Has your Euro bronze generated a lot of media attention?

“Bits and bobs, the main thing is that it shows I’m doing the right things and heading in the right direction.”

Racing with no fans on the circuit must be a strange feeling?

“Yes, so much of cyclo-cross is about how close you are to the fans; in the race you’re in the moment and just getting on with the job so you don’t notice it as much; but at the start and finish it’s strange.

“But the main thing is that we’re racing – and the TV viewing figures for ‘cross in Belgium and The Netherlands are through the roof.”
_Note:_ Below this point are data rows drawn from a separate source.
// main.rs
//
// Cuts an L-shaped solid made of three boxes and writes the pieces to STL.
// No per-triangle data is needed here, so S is bound to ().

use cutrs::{
    cut::Cutter,
    float_types::Real,
    mesh::{ConvexMesh, plane::CuttingPlane},
    world::World,
};
use nalgebra::{Isometry3, Point3, Vector3};
#[cfg(feature = "stl-io")]
use std::fs;

fn cuboid(mins: [Real; 3], maxs: [Real; 3]) -> ConvexMesh<()> {
    ConvexMesh::cuboid(Point3::from(mins), Point3::from(maxs), None)
}

fn main() {
    let mut world: World<()> = World::new();

    // Foot along +x, column along +y
    let parts = vec![
        cuboid([0.0, 0.0, 0.0], [1.0, 1.0, 1.0]),
        cuboid([1.0, 0.0, 0.0], [3.0, 1.0, 1.0]),
        cuboid([0.0, 1.0, 0.0], [1.0, 4.0, 1.0]),
    ];
    let l_shape = match world.add_concave_body("L", parts, &[(0, 1), (0, 2)], Isometry3::identity()) {
        Ok(id) => id,
        Err(err) => {
            eprintln!("invalid decomposition: {err}");
            return;
        },
    };
    println!("before: {} bodies, volume {:.3}", world.body_count(), world.active_volume());

    // A diagonal cut through the corner box separates the foot from the column
    let plane = CuttingPlane::new(Point3::new(0.5, 0.5, 0.0), Vector3::new(1.0, -1.0, 0.0));
    let mut cutter = Cutter::new();
    match cutter.cut_body(&mut world, l_shape, &plane, false, Vector3::zeros()) {
        Ok(outcome) => {
            for id in outcome.bodies() {
                let Some(body) = world.body(id) else { continue };
                println!(
                    "{id} '{}': {} fragments, volume {:.3}",
                    body.label(),
                    body.fragments().len(),
                    body.volume()
                );
                #[cfg(feature = "stl-io")]
                {
                    let _ = fs::create_dir_all("stl");
                    let name = format!("piece_{id}");
                    let _ = fs::write(format!("stl/{name}.stl"), body.mesh().to_stl_ascii(&name));
                }
            }
        },
        Err(err) => eprintln!("cut failed: {err}"),
    }
    println!("after: {} bodies, volume {:.3}", world.body_count(), world.active_volume());
}
//! Mesh import and export.

#[cfg(feature = "stl-io")]
mod stl;

/// Errors raised while reading or writing mesh files.
#[derive(Debug, thiserror::Error)]
pub enum IoError {
    #[error("std::io::Error: {0}")]
    StdIo(#[from] std::io::Error),
    #[error("Input is malformed: {0}")]
    MalformedInput(String),
}
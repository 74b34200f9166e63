//! Cut and validation errors

use crate::float_types::Real;
use crate::world::{BodyId, FragmentId};

/// Reasons a call to [`Cutter::cut_body`](crate::cut::Cutter::cut_body) did not cut.
///
/// Every variant is raised before any fragment, body or registry state is
/// touched, so a failed cut is always a no-op.
#[derive(Debug, Clone, PartialEq, thiserror::Error)]
pub enum CutError {
    /// The body owns no convex fragments
    #[error("cannot cut body {0}: it has no convex fragments")]
    EmptyDecomposition(BodyId),
    /// The plane does not pass through the interior of any fragment
    #[error("plane does not intersect any fragment of body {0}")]
    NoIntersection(BodyId),
    /// The body is not (or no longer) in the active registry
    #[error("body {0} is not registered as active")]
    MissingRegistry(BodyId),
    /// The id does not name a body of this world
    #[error("no body with id {0}")]
    UnknownBody(BodyId),
    /// The body has been cut as often as the configuration allows
    #[error("body {body} reached the cut generation limit ({generation})")]
    DepthLimit { body: BodyId, generation: u32 },
}

/// Graph and bookkeeping invariants reported by [`World::validate`](crate::world::World::validate)
/// and by body setup.
#[derive(Debug, Clone, PartialEq, thiserror::Error)]
pub enum ValidationError {
    /// `a` lists `b` as neighbor but `b` does not list `a`
    #[error("fragment {a} lists {b} as neighbor but not vice versa")]
    AsymmetricEdge { a: FragmentId, b: FragmentId },
    /// An edge joins fragments owned by different bodies
    #[error("fragments {a} and {b} are adjacent but belong to different bodies")]
    CrossBodyEdge { a: FragmentId, b: FragmentId },
    /// A neighbor id that is not in the arena
    #[error("fragment {fragment} references missing neighbor {neighbor}")]
    DanglingNeighbor { fragment: FragmentId, neighbor: FragmentId },
    /// Fragment's owner field disagrees with the body that lists it
    #[error("fragment {fragment} is listed by body {listed_by} but owned by {owner}")]
    OwnershipMismatch { fragment: FragmentId, listed_by: BodyId, owner: BodyId },
    /// Fragment listed by no body, or by more than one
    #[error("fragment {0} is not owned by exactly one body")]
    OrphanFragment(FragmentId),
    /// Aggregate volume drifted from the fragments' sum
    #[error("body {body} volume {stored} differs from fragment sum {summed}")]
    VolumeMismatch { body: BodyId, stored: Real, summed: Real },
    /// Adjacency pair given at setup refers to a part that does not exist
    #[error("adjacency pair ({0}, {1}) is out of range for {2} parts")]
    AdjacencyIndex(usize, usize, usize),
}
In most races the u23 riders are in with the Elites now?

“That’s right, there’s no ‘amateur’ racing so we’re in with the Elite riders, you get used to riding near the front in your races but that’s not the case when you’re racing at that level – but it’s good experience and preparation for the future.”

Since last we spoke you’ve had a Worlds top 10 finish.

“Yes, in Dubendorf in Switzerland where Kamp won; it was a good day for me and I was super-happy to confirm my potential.”

And you’re still based near Brussels?

“Yes 20/30 minutes outside the city, we have a Trinity Racing team house there which I share with Tom Pidcock.

“It’s a great atmosphere to train and race from; Tom has been at the top for a number of years now and I’ve learned a lot from him – he’s a year older than me and we both just love riding our bikes.”

You’re still on Specialized for this season?

“Yes, all of our equipment sponsors have remained consistent; that’s a big thing with ‘cross because it’s so demanding on your equipment – familiarity with and it knowing it’s reliable under stress is a big factor.

“We run SRAM etap wireless groupsets, one x 12 which keeps things simple and the front end of the bike uncluttered –  we have the full range of Challenge tyres on Zipp wheels to chose from.”

Do you and Tom engage in the famous Lichtaart Forest, Wednesday afternoon training sessions?

“Not every Wednesday, although Lichtaart is a great training venue with varied terrain including sand sections.

“We do technical train once each week but we go to Dendermonde and Hofstade too where they have park facilities which are ideal for training – but 90% of our training is on the road.”

Cameron Mason
Cameron Mason and his Trinity Racing team use Specialized bikes. Photo©Alessandro Volders/CyclingMediaAgency

And is Kurt Bogaerts still coaching you?

“Yes, as you know his background is the road, he managed the AN Post team for a lot of years but Tom pushed him into the ‘cross side of things four or five years ago.

“He really knows his stuff, all the in’s, out’s and complications of organisation and dealing with the staff.” 

How’s the programme looking?

“Busy!

“I started at the Kopenberg, then the Euros, Niels, Leuven – I’ll be racing once or twice each week right through.

“The World Cup in Tabor in the Czech Republic at the end of November is one that I’m looking forward to then we have a very busy period over Xmas and New Year where we’re racing nearly every day.

“The World Cup had a very ambitious programme this year with new venues but has been badly hit by Covid, down from 11 races to just five.”

The Worlds are on ‘home ground’ for you this season, Ostend.

“I guess you could say, Belgium is my second home and travel arrangements will be simple; it’s one we’ll be preparing well for but will require a specific skill set, at Ostend on the North Sea coast there’s going to be a lot of sand involved! 

“It’s a type of parcours we don’t really have in the UK but is popular here in Belgium and The Netherlands.”

Cameron Mason
Cameron Mason looking relaxed before the European Championship. Photo©TrinityRacing

Will we see you on the road in 2021?

“I’ll be with Trinity Racing again in 2021 and the plan is to have a mixed discipline programme, road and MTB – I had a similar programme mapped-out for this 2020 season but then along came Covid…”

Indeed; with no Six Days to pontificate about or work at we’ll be paying even more attention than usual to the ‘crosses and will be keeping an eye on Cameron’s results in those ‘Veldrijden.’